コミカライズ記念SS 後編
スクウェア・エニックス様のマンガアプリ、マンガUP!にて本作のコミカライズがスタートしました。
是非是非是非ご覧ください~~
さすがピノッティ侯爵家のお茶会はすごかった。
豪華というよりも、どこもかしこも可愛らしい。クリムゾンレッドにピンクを差し色にした内装。壁にはハート柄や水玉の模様があしらわれた布がドレープたっぷりに垂らされ、タッセル代わりに生花のブーケが飾られている。テーブルの上には原色がまぶしいカラフルなお菓子が並んでいる。奥にあるのは、南国のフルーツタワーだ。
給仕しているのは会場の雰囲気にぴったりな若くて愛らしいメイドたち。彼女たちはピンクのワンピースにフリルたっぷりのエプロンをしている。
会場に足を踏み入れたレナートとライモンドが目を丸くしている。招待された男性陣も同じように戸惑っていた。
しかし、女性陣には事前に連絡があったのだろう。皆、会場によく合った可愛らしいドレスをまとっていた。普段はクールビューティ系の令嬢たちも、控えめだがいつもより甘めのドレスに恥ずかしそうにしている。
戸惑っていた男性たちも、女性たちのいつもとは違う姿に目を奪われていく。この婚活パーティはきっと大成功だ。

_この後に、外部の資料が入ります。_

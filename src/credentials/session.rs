// Session pinned to a single credential
// Author: kelexine (https://github.com/kelexine)

use super::Credential;
use chrono::{DateTime, Utc};
use uuid::Uuid;

/// A logical unit of work pinned to one credential for its whole lifetime.
///
/// Sessions are immutable once created; every request issued through a
/// session uses exactly [`Session::credential`].
#[derive(Debug, Clone)]
pub struct Session {
    id: Uuid,
    credential: Credential,
    created_at: DateTime<Utc>,
}

impl Session {
    pub(crate) fn new(credential: Credential) -> Self {
        Self {
            id: Uuid::new_v4(),
            credential,
            created_at: Utc::now(),
        }
    }

    pub fn id(&self) -> Uuid {
        self.id
    }

    pub fn credential(&self) -> &Credential {
        &self.credential
    }

    pub fn created_at(&self) -> DateTime<Utc> {
        self.created_at
    }
}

入場だけは一緒だったが、私とレナートは離れて立っている。私はレナートの視界に入らないように、とライモンドから言われているのだ。
「レナート殿下! ご機嫌麗しゅう! 本日は会場をお貸しいただき、まことにありがとうございます」
ぴょんぴょんと飛び跳ねんばかりの足取りで近づいて来たピノッティ侯爵がレナートに声をかけた。侯爵はパッションピンクに黒のストライプのモーニングを着ていて、見ているこちらはものすごく目が痛い。レナートがきゅっと王太子モードの冷たい表情に切り替わる。

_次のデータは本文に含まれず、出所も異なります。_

// Request dispatcher: composition root of the orchestration layer
// Author: kelexine (https://github.com/kelexine)

mod options;
mod session;

pub use options::{ExecutionMode, GenerateOutcome, RequestOptions, ResponseMetadata};
pub use session::SessionClient;

use crate::batch::{BatchConfig, BatchJob, BatchJobManager, BatchRequest};
use crate::cache::{CacheConfig, CacheKey, ResponseCache};
use crate::concurrency::ConcurrencyLimiter;
use crate::config::AppConfig;
use crate::credentials::{Credential, CredentialPool};
use crate::error::{GemflowError, Result};
use crate::models::{GenerateContentResponse, GenerateRequest};
use crate::streaming::{ChunkStream, StreamingConfig};
use crate::transport::{HttpTransport, Transport};
use crate::utils::retry::{RetryConfig, RetryExecutor};
use std::sync::Arc;
use tokio::time::Instant;
use tracing::{debug, info, warn};

const DEFAULT_MODEL: &str = "gemini-2.5-flash";

/// Result of [`RequestDispatcher::dispatch`], one variant per mode.
pub enum Dispatched {
    Response(GenerateOutcome),
    Stream(ChunkStream),
    Batch(BatchJob),
}

/// Routes logical requests through credentials, cache, retry, streaming
/// and batch handling.
///
/// Unary calls go cache → retry-wrapped transport call → cache store, with a
/// fresh pooled credential for every attempt. Streaming and batch calls
/// bypass the cache and the retry loop. Cloning is cheap; clones share the
/// pool, cache, limiter and batch job table.
#[derive(Clone)]
pub struct RequestDispatcher {
    credentials: CredentialPool,
    transport: Arc<dyn Transport>,
    cache: ResponseCache,
    retry: RetryExecutor,
    limiter: ConcurrencyLimiter,
    streaming: StreamingConfig,
    batch: BatchJobManager,
    default_model: String,
}

impl RequestDispatcher {
    pub fn builder(
        transport: Arc<dyn Transport>,
        credentials: CredentialPool,
    ) -> DispatcherBuilder {
        DispatcherBuilder::new(transport, credentials)
    }

    /// Wire up the HTTP transport and every component from configuration.
    pub fn from_config(config: &AppConfig) -> Result<Self> {
        config.validate()?;
        let credentials = CredentialPool::new(config.gemini.api_keys.iter().cloned())?;
        let transport = Arc::new(HttpTransport::new(&config.gemini)?);

        Ok(Self::builder(transport, credentials)
            .retry(config.retry_config())
            .cache(config.cache_config())
            .batch(config.batch_config())
            .streaming(config.streaming_config())
            .max_concurrent(config.concurrency.max_concurrent)
            .default_model(&config.gemini.default_model)
            .build())
    }

    /// Run one request in the chosen mode. A batch of one is submitted for
    /// [`ExecutionMode::Batch`]; `options` only apply to unary calls.
    pub async fn dispatch(
        &self,
        request: GenerateRequest,
        mode: ExecutionMode,
        options: RequestOptions,
    ) -> Result<Dispatched> {
        match mode {
            ExecutionMode::Unary => self.generate(request, options).await.map(Dispatched::Response),
            ExecutionMode::Stream => self.stream(request).await.map(Dispatched::Stream),
            ExecutionMode::Batch => self
                .submit_batch(vec![BatchRequest::auto(request)])
                .await
                .map(Dispatched::Batch),
        }
    }

    /// Unary generate with caching and retries.
    pub async fn generate(
        &self,
        request: GenerateRequest,
        options: RequestOptions,
    ) -> Result<GenerateOutcome> {
        self.execute_unary(request, options, None).await
    }

    /// Open a streaming response. The stream is not restartable; calling
    /// again issues a fresh request.
    pub async fn stream(&self, request: GenerateRequest) -> Result<ChunkStream> {
        self.open_stream(request, None).await
    }

    /// Submit requests as one batch job; see [`BatchJobManager`] for polling.
    pub async fn submit_batch(&self, mut requests: Vec<BatchRequest>) -> Result<BatchJob> {
        let started = Instant::now();
        for request in &mut requests {
            self.resolve_model(&mut request.request);
        }

        let result = self.batch.submit_batch(requests).await;
        let outcome = match &result {
            Ok(_) => "success",
            Err(e) => e.kind().as_str(),
        };
        crate::metrics::record_request(
            ExecutionMode::Batch.as_str(),
            outcome,
            started.elapsed().as_secs_f64(),
        );
        result
    }

    /// Run many unary requests with at most `max_concurrent` in flight.
    /// Results come back in input order.
    pub async fn generate_many(
        &self,
        requests: Vec<GenerateRequest>,
        options: RequestOptions,
    ) -> Vec<Result<GenerateOutcome>> {
        debug!(
            "Dispatching {} requests with concurrency limit {}",
            requests.len(),
            self.limiter.limit()
        );
        self.limiter
            .map_bounded(requests, |request| self.generate(request, options.clone()))
            .await
    }

    /// Pin the next credential and return a handle whose calls all use it.
    pub fn session(&self) -> SessionClient {
        SessionClient::new(self.clone(), self.credentials.pin())
    }

    pub fn batch(&self) -> &BatchJobManager {
        &self.batch
    }

    pub fn cache(&self) -> &ResponseCache {
        &self.cache
    }

    pub fn credentials(&self) -> &CredentialPool {
        &self.credentials
    }

    pub fn limiter(&self) -> &ConcurrencyLimiter {
        &self.limiter
    }

    pub fn default_model(&self) -> &str {
        &self.default_model
    }

    pub(crate) async fn execute_unary(
        &self,
        mut request: GenerateRequest,
        options: RequestOptions,
        pinned: Option<&Credential>,
    ) -> Result<GenerateOutcome> {
        let started = Instant::now();
        let trace_id = uuid::Uuid::new_v4().simple().to_string();
        self.resolve_model(&mut request);

        let key = (self.cache.is_enabled() && !options.skip_cache)
            .then(|| CacheKey::from_request(&request));

        if let Some(response) = key.as_ref().and_then(|k| self.cache.get(k)) {
            let duration = started.elapsed();
            debug!("Serving {} from cache [{}]", request.model, trace_id);
            crate::metrics::record_request(
                ExecutionMode::Unary.as_str(),
                "cached",
                duration.as_secs_f64(),
            );
            return Ok(GenerateOutcome {
                response,
                metadata: ResponseMetadata {
                    from_cache: true,
                    retry_count: 0,
                    duration,
                    trace_id,
                },
            });
        }

        let call = self.call_with_retry(&request, &trace_id, options.skip_retry, pinned);
        let result = match options.custom_timeout {
            Some(limit) => match tokio::time::timeout(limit, call).await {
                Ok(result) => result,
                Err(_) => Err(GemflowError::Transport(format!(
                    "request exceeded timeout of {:?}",
                    limit
                ))),
            },
            None => call.await,
        };

        let (response, retry_count) = match result
            .and_then(|(response, retries)| reject_blocked(response).map(|r| (r, retries)))
        {
            Ok(ok) => ok,
            Err(e) => {
                warn!("generateContent for {} failed [{}]: {}", request.model, trace_id, e);
                crate::metrics::record_request(
                    ExecutionMode::Unary.as_str(),
                    e.kind().as_str(),
                    started.elapsed().as_secs_f64(),
                );
                return Err(e);
            }
        };

        if let Some(key) = key {
            self.cache.set(key, response.clone());
        }

        let duration = started.elapsed();
        crate::metrics::record_request(
            ExecutionMode::Unary.as_str(),
            "success",
            duration.as_secs_f64(),
        );
        debug!(
            "generateContent for {} completed in {:?} with {} retries [{}]",
            request.model, duration, retry_count, trace_id
        );

        Ok(GenerateOutcome {
            response,
            metadata: ResponseMetadata {
                from_cache: false,
                retry_count,
                duration,
                trace_id,
            },
        })
    }

    pub(crate) async fn open_stream(
        &self,
        mut request: GenerateRequest,
        pinned: Option<&Credential>,
    ) -> Result<ChunkStream> {
        let started = Instant::now();
        self.resolve_model(&mut request);
        let credential = pinned.cloned().unwrap_or_else(|| self.credentials.next());

        match self.transport.stream(&credential, &request).await {
            Ok(body) => {
                crate::metrics::record_request(
                    ExecutionMode::Stream.as_str(),
                    "success",
                    started.elapsed().as_secs_f64(),
                );
                debug!("Opened stream for {} using key {}", request.model, credential);
                Ok(ChunkStream::spawn(body, &self.streaming))
            }
            Err(e) => {
                crate::metrics::record_request(
                    ExecutionMode::Stream.as_str(),
                    e.kind().as_str(),
                    started.elapsed().as_secs_f64(),
                );
                Err(e)
            }
        }
    }

    async fn call_with_retry(
        &self,
        request: &GenerateRequest,
        trace_id: &str,
        skip_retry: bool,
        pinned: Option<&Credential>,
    ) -> Result<(GenerateContentResponse, u32)> {
        let single_attempt;
        let executor = if skip_retry {
            single_attempt = RetryExecutor::new(RetryConfig::no_retry());
            &single_attempt
        } else {
            &self.retry
        };

        let outcome = executor
            .execute("generateContent", move || {
                let credential = pinned.cloned().unwrap_or_else(|| self.credentials.next());
                async move {
                    self.transport
                        .generate(&credential, request, trace_id)
                        .await
                }
            })
            .await;

        let retries = outcome.retry_count();
        outcome.into_result().map(|response| (response, retries))
    }

    fn resolve_model(&self, request: &mut GenerateRequest) {
        if request.model.trim().is_empty() {
            request.model = self.default_model.clone();
        }
    }
}

/// Content-policy rejections are terminal: never retried, never cached.
fn reject_blocked(response: GenerateContentResponse) -> Result<GenerateContentResponse> {
    match response.blocked_reason() {
        Some(reason) => Err(GemflowError::SafetyFilterBlocked(reason)),
        None => Ok(response),
    }
}

/// Builder for [`RequestDispatcher`] with defaults for every component.
pub struct DispatcherBuilder {
    transport: Arc<dyn Transport>,
    credentials: CredentialPool,
    retry: RetryConfig,
    cache: CacheConfig,
    batch: BatchConfig,
    streaming: StreamingConfig,
    max_concurrent: usize,
    default_model: String,
}

impl DispatcherBuilder {
    fn new(transport: Arc<dyn Transport>, credentials: CredentialPool) -> Self {
        Self {
            transport,
            credentials,
            retry: RetryConfig::default(),
            cache: CacheConfig::default(),
            batch: BatchConfig::default(),
            streaming: StreamingConfig::default(),
            max_concurrent: num_cpus::get(),
            default_model: DEFAULT_MODEL.to_string(),
        }
    }

    pub fn retry(mut self, config: RetryConfig) -> Self {
        self.retry = config;
        self
    }

    pub fn cache(mut self, config: CacheConfig) -> Self {
        self.cache = config;
        self
    }

    pub fn batch(mut self, config: BatchConfig) -> Self {
        self.batch = config;
        self
    }

    pub fn streaming(mut self, config: StreamingConfig) -> Self {
        self.streaming = config;
        self
    }

    pub fn max_concurrent(mut self, limit: usize) -> Self {
        self.max_concurrent = limit;
        self
    }

    pub fn default_model(mut self, model: impl Into<String>) -> Self {
        self.default_model = model.into();
        self
    }

    pub fn build(self) -> RequestDispatcher {
        info!(
            "Request dispatcher ready: {} key(s), cache {}, max {} in flight",
            self.credentials.len(),
            if self.cache.enabled { "on" } else { "off" },
            self.max_concurrent.max(1)
        );

        let batch =
            BatchJobManager::new(self.transport.clone(), self.credentials.clone(), self.batch);
        RequestDispatcher {
            credentials: self.credentials,
            transport: self.transport,
            cache: ResponseCache::new(self.cache),
            retry: RetryExecutor::new(self.retry),
            limiter: ConcurrencyLimiter::new(self.max_concurrent),
            streaming: self.streaming,
            batch,
            default_model: self.default_model,
        }
    }
}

「ああ、さすがピノッティ侯爵家ですね。見たことのない華やかさだ」
「ありがとうございます、殿下。昨年、東方の国へ視察へ行きましてね。そこで流行りのカッフェ~の内装を参考に、我が国風にアレンジ! スゥイ~ツは今年の王都菓子職人選手権で特賞を受賞したパティシエ~ルに依頼いたしました」
「なるほど。皆、楽しんでいるようで何よりだ」
「ええ、ええ。さっそく新たなカッポゥ~ができているようですよ。今年の婚約率が上がりますでしょうなあ。貴族同士の結びつきがさらに強固となり、この国も安泰でございます~」
会場を見渡せば、お茶会は少し前から始まっていたようですでに歓談が盛り上がっていた。私は隣に控えるガブリエーレを見上げて、小声でたずねた。
「ねえ、カッポゥ~って何?」
「カップルのことじゃないか?」
侯爵の衣装のまぶしさに目を細めていたガブリエーレがこたえる。
父親の今の会話を聞いていたら嫌がるだろうなあ。私はそう思い、ロザリアの姿を目で探した。彼女は離れたところで取り巻きたちと楽しそうに過ごしていた。自慢の縦ロールが通常よりも五割増しくらいで派手に揺れている。あれだけ目立っていれば、きっと良い家柄の子息に目を付けてもらえるだろう。
ガブリエーレが取って来てくれたお菓子を頬張りながら、ふとある事に気が付いた。
「ねえ、若い令嬢とお茶会と言えばイレネオ様、だと思うんだけど、見当たらないわね」
「ああ、あの人は年齢制限に引っかかって参加できなかったんだ」
「えっ、対象は独身の貴族、じゃなかったかしら」
「本当は年齢制限はないんだけど、レナートに体よく追い払われた」
あの人は結婚する気がないんだから、まあいっか。二皿目のお菓子を食べ終わった私は、腹ごなしに少し会場を歩くことにした。挨拶してくれる令嬢たちに手を振りながら足を進めると、とりわけ賑わっている場所がある。様子を窺うと、中心にいるのはレナートのようだった。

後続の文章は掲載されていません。